▶ _WHAT NEEDS TO BE DONE_
If a line holds the word "display", copy it from the entries.

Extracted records
--------------------------------------------------
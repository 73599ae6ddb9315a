//! Layered configuration loader.
//!
//! Discovers configuration layers (system/user/cwd/runtime), validates schema,
//! merges them, and produces a final `KoziConfig`.

mod layer_io;
mod merge;
mod schema;
mod utils;


use crate::{ConfigError, KoziConfig};
use log::{debug, info};
use serde_json::Value;
use std::collections::HashSet;
use std::fs;
use std::path::{Path, PathBuf};

/// Default config filename in local layers.
const DEFAULT_CONFIG_FILE: &str = "kozi.json5";
/// Default config directory under the user's home.
const DEFAULT_CONFIG_DIR: &str = ".kozi";

#[cfg(unix)]
/// Default system config path on Unix.
const SYSTEM_CONFIG_PATH: &str = "/etc/kozi/kozi.json5";

/// Effective config plus metadata about which layers were loaded.
#[derive(Debug, Clone)]
pub struct LayeredConfig {
    /// The merged, validated config.
    pub config: KoziConfig,
    /// Metadata for each layer that contributed to the config.
    pub layers: Vec<ConfigLayer>,
}

/// Origin for a single config layer in the stack.
#[derive(Debug, Clone, Copy, PartialEq, Eq)]
pub enum ConfigLayerSource {
    /// System-wide configuration.
    System,
    /// User-specific configuration.
    User,
    /// Current working directory configuration.
    Cwd,
    /// Runtime overrides (highest precedence).
    Runtime,
}

/// Metadata about a loaded config layer.
#[derive(Debug, Clone)]
pub struct ConfigLayer {
    /// Layer origin (system, user, runtime, etc).
    pub source: ConfigLayerSource,
    /// Location on disk if present.
    pub path: Option<PathBuf>,
}

/// Options controlling layered config discovery and overrides.
#[derive(Debug, Clone)]
pub struct LayeredConfigOptions {
    /// Working directory used to resolve the cwd layer.
    pub cwd: PathBuf,
    /// Optional system config path (defaults to `/etc/kozi/kozi.json5` on Unix).
    pub system_config_path: Option<PathBuf>,
    /// Optional user config path (defaults to `~/.kozi/kozi.json5`).
    pub user_config_path: Option<PathBuf>,
    /// Runtime override config paths applied last.
    pub runtime_paths: Vec<PathBuf>,
}

impl LayeredConfigOptions {
    /// Create options with default layer locations for the provided cwd.
    pub fn new(cwd: impl AsRef<Path>) -> Self {
        Self {
            cwd: cwd.as_ref().to_path_buf(),
            system_config_path: layer_io::default_system_config_path(),
            user_config_path: layer_io::default_user_config_path(),
            runtime_paths: Vec::new(),
        }
    }

    /// Add a runtime override config path that is applied last.
    pub fn with_runtime_path(mut self, path: impl AsRef<Path>) -> Self {
        self.runtime_paths.push(path.as_ref().to_path_buf());
        self
    }
}

impl KoziConfig {
    /// Load a single config from a path (no layering).
    pub fn load_from_path(path: impl AsRef<Path>) -> Result<Self, ConfigError> {
        info!("loading config from path: {}", path.as_ref().display());
        let contents = fs::read_to_string(path)?;
        let value: Value = json5::from_str(&contents)?;
        config_from_value(value, "config")
    }

    /// Load a single config from JSON5 contents (no layering).
    pub fn load_from_str(contents: &str) -> Result<Self, ConfigError> {
        debug!("loading config from raw contents (len={})", contents.len());
        let value: Value = json5::from_str(contents)?;
        config_from_value(value, "config")
    }

    /// Load a layered config stack using the default layer locations.
    pub fn load_layered(cwd: impl AsRef<Path>) -> Result<LayeredConfig, ConfigError> {
        info!(
            "loading layered config with defaults (cwd={})",
            cwd.as_ref().display()
        );
        Self::load_layered_with_options(LayeredConfigOptions::new(cwd))
    }

    /// Load a layered config stack using explicit layer locations and overrides.
    ///
    /// Layer precedence (low -> high): system, user, cwd, runtime overrides.
    pub fn load_layered_with_options(
        options: LayeredConfigOptions,
    ) -> Result<LayeredConfig, ConfigError> {
        let cwd = utils::normalize_path(&options.cwd)?;
        debug!("normalized cwd for config load: {}", cwd.display());
        let candidates = [
            (
                ConfigLayerSource::System,
                options.system_config_path.clone(),
            ),
            (ConfigLayerSource::User, options.user_config_path.clone()),
            (ConfigLayerSource::Cwd, Some(cwd.join(DEFAULT_CONFIG_FILE))),
        ];

        let mut layers = Vec::new();
        let mut merged = Value::Object(serde_json::Map::new());
        let mut seen_paths = HashSet::new();

        for (source, path) in candidates {
            let Some(layer) = layer_io::load_optional_layer(source, path.as_deref())? else {
                continue;
            };
            if let Some(path) = layer.meta.path.as_deref()
                && !seen_paths.insert(utils::unique_path(path))
            {
                debug!(
                    "skipping duplicate layer (source={:?}, path={})",
                    source,
                    path.display()
                );
                continue;
            }
            debug!("loaded {:?} layer", source);
            merge::merge_json_values(&mut merged, &layer.value);
            layers.push(layer.meta);
        }

        for runtime_path in &options.runtime_paths {
            let loaded = layer_io::load_required_layer(ConfigLayerSource::Runtime, runtime_path)?;
            debug!("loaded runtime layer (path={})", runtime_path.display());
            merge::merge_json_values(&mut merged, &loaded.value);
            layers.push(loaded.meta);
        }

        let config = config_from_value(merged, "effective")?;
        info!("layered config loaded (layers={})", layers.len());
        Ok(LayeredConfig { config, layers })
    }

    /// Validate configuration invariants that cannot be expressed in serde.
    pub fn validate(&self) -> Result<(), ConfigError> {
        let latency = &self.chat.latency;
        if latency.min_ms > latency.max_ms {
            return Err(ConfigError::InvalidField {
                path: "chat.latency".to_string(),
                message: format!(
                    "min_ms ({}) must not exceed max_ms ({})",
                    latency.min_ms, latency.max_ms
                ),
            });
        }

        if let Some(rules) = &self.responder.rules {
            for (idx, rule) in rules.iter().enumerate() {
                let path = format!("responder.rules[{idx}]");
                if rule.name.trim().is_empty() {
                    return Err(invalid(&path, "name must not be empty"));
                }
                if rule.keywords.is_empty() || rule.keywords.iter().any(|k| k.trim().is_empty()) {
                    return Err(invalid(&path, "keywords must be non-empty strings"));
                }
                if rule.replies.is_empty() {
                    return Err(invalid(&path, "replies must not be empty"));
                }
            }
        }

        if let Some(fallback) = &self.responder.fallback
            && fallback.is_empty()
        {
            return Err(invalid("responder.fallback", "must not be empty"));
        }

        if self.storage.key.trim().is_empty() {
            return Err(invalid("storage.key", "must not be empty"));
        }

        Ok(())
    }
}

/// Internal representation of a loaded config layer.
#[derive(Debug, Clone)]
struct LoadedLayer {
    meta: ConfigLayer,
    value: Value,
}

fn invalid(path: &str, message: &str) -> ConfigError {
    ConfigError::InvalidField {
        path: path.to_string(),
        message: message.to_string(),
    }
}

fn config_from_value(value: Value, label: &str) -> Result<KoziConfig, ConfigError> {
    schema::validate_layer_schema(&value, label)?;
    let config: KoziConfig = serde_json::from_value(value)?;
    config.validate()?;
    Ok(config)
}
--------------------------------------------------
▶ _ANSWER SECTION_
        info!("loading config from path: {}", path.as_ref().display());
            cwd.as_ref().display()
        debug!("normalized cwd for config load: {}", cwd.display());
                    path.display()
            debug!("loaded runtime layer (path={})", runtime_path.display());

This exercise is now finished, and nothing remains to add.